Mortal Kombat II international footprint

Warner projects distribution into roughly 78 territories and up to 40,000 global screens across major markets such as France, Germany, Italy, China, Australia, Korea, Brazil, Mexico, Spain and the UK. Early studio messaging suggests an initial worldwide window of roughly $65M, with international contribution pegged near $30M from those territories; if domestic results land toward the higher end of industry ranges, the combined global start could approach $80M. These figures matter because the film’s heavy reliance on male-dominated event cinema will determine repeat play and long-weekend holds, which are essential for R-rated action franchises to reach profitability on theatrical receipts alone.

Counter-programming and Mother’s Day influences

The Devil Wears Prada 2 continues to capitalize on broad, multiplex-friendly appeal and Mother’s Day traffic, with an expected second-weekend domestic result in the low $40 millions. Internationally, analysts anticipate a typical hold pattern with a drop roughly between 52% and 58% from its $156.6M opening frame, translating to about $65M–$75M overseas for the weekend and a combined global sophomore frame of $107M–$117M. If those ranges hold, the sequel’s cumulative worldwide take could climb north of $460M on the higher end. The release underscores how event comedies or legacy sequels aimed at adult and female audiences can remain resilient when holiday-related attendance amplifies performance outside of strictly action-driven titles.

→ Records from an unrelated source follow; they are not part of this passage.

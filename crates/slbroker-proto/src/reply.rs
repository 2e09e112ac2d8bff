//! Builders for frames sent by the broker.

use serde_json::{Map, Value, json};

use crate::message::Message;

/// Event name used for error notifications.
pub const ERROR_EVENT: &str = "__error";

/// Status sent when a frame cannot be decoded or parsed.
pub const BAD_REQUEST: u16 = 400;

/// Build an error notification: `{"__error": {"status": 400, "text": "..."}}`.
pub fn error(status: u16, text: impl Into<String>) -> Message {
    let mut data = Map::with_capacity(2);
    data.insert("status".to_string(), json!(status));
    data.insert("text".to_string(), Value::String(text.into()));
    Message::new(ERROR_EVENT, data)
}

/// Error notification for an undecodable or unparseable frame.
pub fn bad_request() -> Message {
    error(BAD_REQUEST, "Bad request")
}

/// Build an event frame.
pub fn event(name: &str, data: Map<String, Value>) -> Message {
    Message::new(name, data)
}

/// Build an event frame with a single string field.
pub fn event_with(name: &str, key: &str, value: &str) -> Message {
    let mut data = Map::with_capacity(1);
    data.insert(key.to_string(), Value::String(value.to_string()));
    event(name, data)
}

Additional competitors and niches

Lionsgate’s Michael is expected to produce another strong frame — roughly $30M domestically in its third weekend, with the potential to add a significant international haul that could push its third global weekend to about $80M and move the film’s cumulative beyond the half-billion-dollar threshold. On the family side, Amazon MGM’s PG-rated The Sheep Detectives starring Hugh Jackman aims at multi-generational audiences and previews begin 2PM Thursday ahead of a roughly 3,547-theater launch on Friday. Critics have responded warmly, with a 96% Rotten Tomatoes score, and the film will roll out across 79 overseas markets with nine later openings in places including Germany and China (opening May 16 in China). That family-friendly positioning makes it a natural beneficiary of holiday attendance.

Concert films, acquisition deals and tracking ranges

Paramount’s concert picture Billie Eilish: Hit Me Hard & Soft opened early-access screenings and will play in about 2,600 U.S. theaters following 2PM previews; the title was acquired in a 50/50 deal with Interscope for $20M. Domestic forecasts for the film range from roughly $6M to $16M early on, with a global outlook in the $12M–$15M band across 57 markets. The film’s release was shifted from March to allow technical finishing touches on its 3D presentation, and select early screenings were held Wednesday, April 29 at 7PM local time. Concert releases like this typically perform strongly among core fans and in premium format engagements, but wider reach depends on cross-demographic curiosity.

What trackers are signaling

Box office trackers supply ranges rather than fixed outcomes: for this weekend projections include three-day opening windows showing Mortal Kombat II between $40M and $50M, The Sheep Detectives between $11M and $16M, and Billie Eilish: Hit Me Hard & Soft between $8M and $16M. These ranges reflect pre-sales, early previews, critic sentiment and format availability. Ultimately, how audiences allocate their tickets — whether to action spectacle, legacy adult fare, family entertainment or concert cinema — will define the weekend’s hierarchy and the momentum studios can build for summer release schedules.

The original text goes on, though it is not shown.